(Entries provided)

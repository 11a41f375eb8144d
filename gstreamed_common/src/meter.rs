//! Throughput meter: counts buffers per source on the tiler's sink pads and
//! periodically reports session and interval frame rates to a client handler.

use std::sync::{Arc, Mutex};
use std::time::Instant;

use gstreamer::prelude::*;
use gstreamer::{self as gst, glib, PadProbeReturn, PadProbeType};

/// Client callback: `(session_avgs, interval_avgs, source_count) -> keep_reporting`.
pub type MeterHandler = Box<dyn FnMut(&[f64], &[f64], usize) -> bool + Send>;

/// Averages computed at the end of a reporting interval, indexed by source.
#[derive(Debug, Clone, PartialEq)]
pub struct MeterReport {
    pub session_avgs: Vec<f64>,
    pub interval_avgs: Vec<f64>,
}

#[derive(Debug)]
struct MeterState {
    enabled: bool,
    session_start: Option<Instant>,
    interval_start: Option<Instant>,
    session_frames: Vec<u64>,
    interval_frames: Vec<u64>,
}

impl MeterState {
    fn reset(&mut self) {
        self.session_start = None;
        self.interval_start = None;
        self.session_frames.iter_mut().for_each(|n| *n = 0);
        self.interval_frames.iter_mut().for_each(|n| *n = 0);
    }
}

fn frames_per_second(frames: u64, since: Instant, now: Instant) -> f64 {
    let secs = now.saturating_duration_since(since).as_secs_f64();
    if secs > 0.0 {
        frames as f64 / secs
    } else {
        0.0
    }
}

/// Cheap to clone, all clones share the same counters and handler.
#[derive(Clone)]
pub struct Meter {
    state: Arc<Mutex<MeterState>>,
    handler: Arc<Mutex<MeterHandler>>,
    interval_secs: u32,
}

impl Meter {
    pub fn new(source_count: usize, interval_secs: u32, handler: MeterHandler) -> Self {
        Self {
            state: Arc::new(Mutex::new(MeterState {
                enabled: true,
                session_start: None,
                interval_start: None,
                session_frames: vec![0; source_count],
                interval_frames: vec![0; source_count],
            })),
            handler: Arc::new(Mutex::new(handler)),
            interval_secs: interval_secs.max(1),
        }
    }

    pub fn is_enabled(&self) -> bool {
        self.state.lock().map(|state| state.enabled).unwrap_or(false)
    }

    /// Enables or disables counting. A disabled meter that gets re-enabled
    /// starts a fresh session on its next buffer.
    pub fn set_enabled(&self, enabled: bool) {
        let Ok(mut state) = self.state.lock() else {
            return;
        };
        if enabled && !state.enabled {
            state.reset();
        }
        state.enabled = enabled;
        log::debug!("meter enabled: {enabled}");
    }

    /// Counts a single buffer for `source`.
    pub fn record(&self, source: usize, now: Instant) {
        let Ok(mut state) = self.state.lock() else {
            return;
        };
        if !state.enabled || source >= state.session_frames.len() {
            return;
        }
        if state.session_start.is_none() {
            state.session_start = Some(now);
            state.interval_start = Some(now);
        }
        state.session_frames[source] += 1;
        state.interval_frames[source] += 1;
    }

    /// Closes the current interval and computes averages for every source.
    ///
    /// Returns `None` while disabled or before the first buffer arrived.
    pub fn report(&self, now: Instant) -> Option<MeterReport> {
        let mut state = self.state.lock().ok()?;
        if !state.enabled {
            return None;
        }
        let session_start = state.session_start?;
        let interval_start = state.interval_start.unwrap_or(session_start);

        let session_avgs = state
            .session_frames
            .iter()
            .map(|&n| frames_per_second(n, session_start, now))
            .collect();
        let interval_avgs = state
            .interval_frames
            .iter()
            .map(|&n| frames_per_second(n, interval_start, now))
            .collect();

        state.interval_frames.iter_mut().for_each(|n| *n = 0);
        state.interval_start = Some(now);

        Some(MeterReport {
            session_avgs,
            interval_avgs,
        })
    }

    /// Runs the client handler on a fresh report, if there is one.
    /// Returns `false` once the handler asked to stop reporting.
    pub fn report_to_handler(&self, now: Instant) -> bool {
        let Some(report) = self.report(now) else {
            return true;
        };
        let source_count = report.session_avgs.len();
        match self.handler.lock() {
            Ok(mut handler) => (handler)(
                &report.session_avgs,
                &report.interval_avgs,
                source_count,
            ),
            Err(_) => false,
        }
    }

    /// Adds a buffer probe to every pad, the pad's position being its source index.
    pub fn attach(&self, pads: &[gst::Pad]) {
        for (source, pad) in pads.iter().enumerate() {
            let meter = self.clone();
            pad.add_probe(PadProbeType::BUFFER, move |_pad, _info| {
                meter.record(source, Instant::now());
                PadProbeReturn::Ok
            });
            log::debug!("meter attached to {} for source {source}", pad.name());
        }
    }

    /// Starts the reporting timer on the default main context.
    pub fn start_timer(&self) -> glib::SourceId {
        let meter = self.clone();
        glib::timeout_add_seconds(self.interval_secs, move || {
            if meter.report_to_handler(Instant::now()) {
                glib::ControlFlow::Continue
            } else {
                log::info!("meter handler asked to stop reporting");
                glib::ControlFlow::Break
            }
        })
    }
}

(End Entries provided)

▶ [About this exercise]: Above are the records; set each one down word for word.

▶ [Response for this exercise]:
repository 11a41f375eb8144d
filename gstreamed_common/src/meter.rs
//! Throughput meter: counts buffers per source on the tiler's sink pads and
//! periodically reports session and interval frame rates to a client handler.

use std::sync::{Arc, Mutex};
use std::time::Instant;

use gstreamer::prelude::*;
use gstreamer::{self as gst, glib, PadProbeReturn, PadProbeType};

/// Client callback: `(session_avgs, interval_avgs, source_count) -> keep_reporting`.
pub type MeterHandler = Box<dyn FnMut(&[f64], &[f64], usize) -> bool + Send>;

/// Averages computed at the end of a reporting interval, indexed by source.
#[derive(Debug, Clone, PartialEq)]
pub struct MeterReport {
    pub session_avgs: Vec<f64>,
    pub interval_avgs: Vec<f64>,
}

#[derive(Debug)]
struct MeterState {
    enabled: bool,
    session_start: Option<Instant>,
    interval_start: Option<Instant>,
    session_frames: Vec<u64>,
    interval_frames: Vec<u64>,
}

impl MeterState {
    fn reset(&mut self) {
        self.session_start = None;
        self.interval_start = None;
        self.session_frames.iter_mut().for_each(|n| *n = 0);
        self.interval_frames.iter_mut().for_each(|n| *n = 0);
    }
}

fn frames_per_second(frames: u64, since: Instant, now: Instant) -> f64 {
    let secs = now.saturating_duration_since(since).as_secs_f64();
    if secs > 0.0 {
        frames as f64 / secs
    } else {
        0.0
    }
}

/// Cheap to clone, all clones share the same counters and handler.
#[derive(Clone)]
pub struct Meter {
    state: Arc<Mutex<MeterState>>,
    handler: Arc<Mutex<MeterHandler>>,
    interval_secs: u32,
}

impl Meter {
    pub fn new(source_count: usize, interval_secs: u32, handler: MeterHandler) -> Self {
        Self {
            state: Arc::new(Mutex::new(MeterState {
                enabled: true,
                session_start: None,
                interval_start: None,
                session_frames: vec![0; source_count],
                interval_frames: vec![0; source_count],
            })),
            handler: Arc::new(Mutex::new(handler)),
            interval_secs: interval_secs.max(1),
        }
    }

    pub fn is_enabled(&self) -> bool {
        self.state.lock().map(|state| state.enabled).unwrap_or(false)
    }

    /// Enables or disables counting. A disabled meter that gets re-enabled
    /// starts a fresh session on its next buffer.
    pub fn set_enabled(&self, enabled: bool) {
        let Ok(mut state) = self.state.lock() else {
            return;
        };
        if enabled && !state.enabled {
            state.reset();
        }
        state.enabled = enabled;
        log::debug!("meter enabled: {enabled}");
    }

    /// Counts a single buffer for `source`.
    pub fn record(&self, source: usize, now: Instant) {
        let Ok(mut state) = self.state.lock() else {
            return;
        };
        if !state.enabled || source >= state.session_frames.len() {
            return;
        }
        if state.session_start.is_none() {
            state.session_start = Some(now);
            state.interval_start = Some(now);
        }
        state.session_frames[source] += 1;
        state.interval_frames[source] += 1;
    }

    /// Closes the current interval and computes averages for every source.
    ///
    /// Returns `None` while disabled or before the first buffer arrived.
    pub fn report(&self, now: Instant) -> Option<MeterReport> {
        let mut state = self.state.lock().ok()?;
        if !state.enabled {
            return None;
        }
        let session_start = state.session_start?;
        let interval_start = state.interval_start.unwrap_or(session_start);

        let session_avgs = state
            .session_frames
            .iter()
            .map(|&n| frames_per_second(n, session_start, now))
            .collect();
        let interval_avgs = state
            .interval_frames
            .iter()
            .map(|&n| frames_per_second(n, interval_start, now))
            .collect();

        state.interval_frames.iter_mut().for_each(|n| *n = 0);
        state.interval_start = Some(now);

        Some(MeterReport {
            session_avgs,
            interval_avgs,
        })
    }

    /// Runs the client handler on a fresh report, if there is one.
    /// Returns `false` once the handler asked to stop reporting.
    pub fn report_to_handler(&self, now: Instant) -> bool {
        let Some(report) = self.report(now) else {
            return true;
        };
        let source_count = report.session_avgs.len();
        match self.handler.lock() {
            Ok(mut handler) => (handler)(
                &report.session_avgs,
                &report.interval_avgs,
                source_count,
            ),
            Err(_) => false,
        }
    }

    /// Adds a buffer probe to every pad, the pad's position being its source index.
    pub fn attach(&self, pads: &[gst::Pad]) {
        for (source, pad) in pads.iter().enumerate() {
            let meter = self.clone();
            pad.add_probe(PadProbeType::BUFFER, move |_pad, _info| {
                meter.record(source, Instant::now());
                PadProbeReturn::Ok
            });
            log::debug!("meter attached to {} for source {source}", pad.name());
        }
    }

    /// Starts the reporting timer on the default main context.
    pub fn start_timer(&self) -> glib::SourceId {
        let meter = self.clone();
        glib::timeout_add_seconds(self.interval_secs, move || {
            if meter.report_to_handler(Instant::now()) {
                glib::ControlFlow::Continue
            } else {
                log::info!("meter handler asked to stop reporting");
                glib::ControlFlow::Break
            }
        })
    }
}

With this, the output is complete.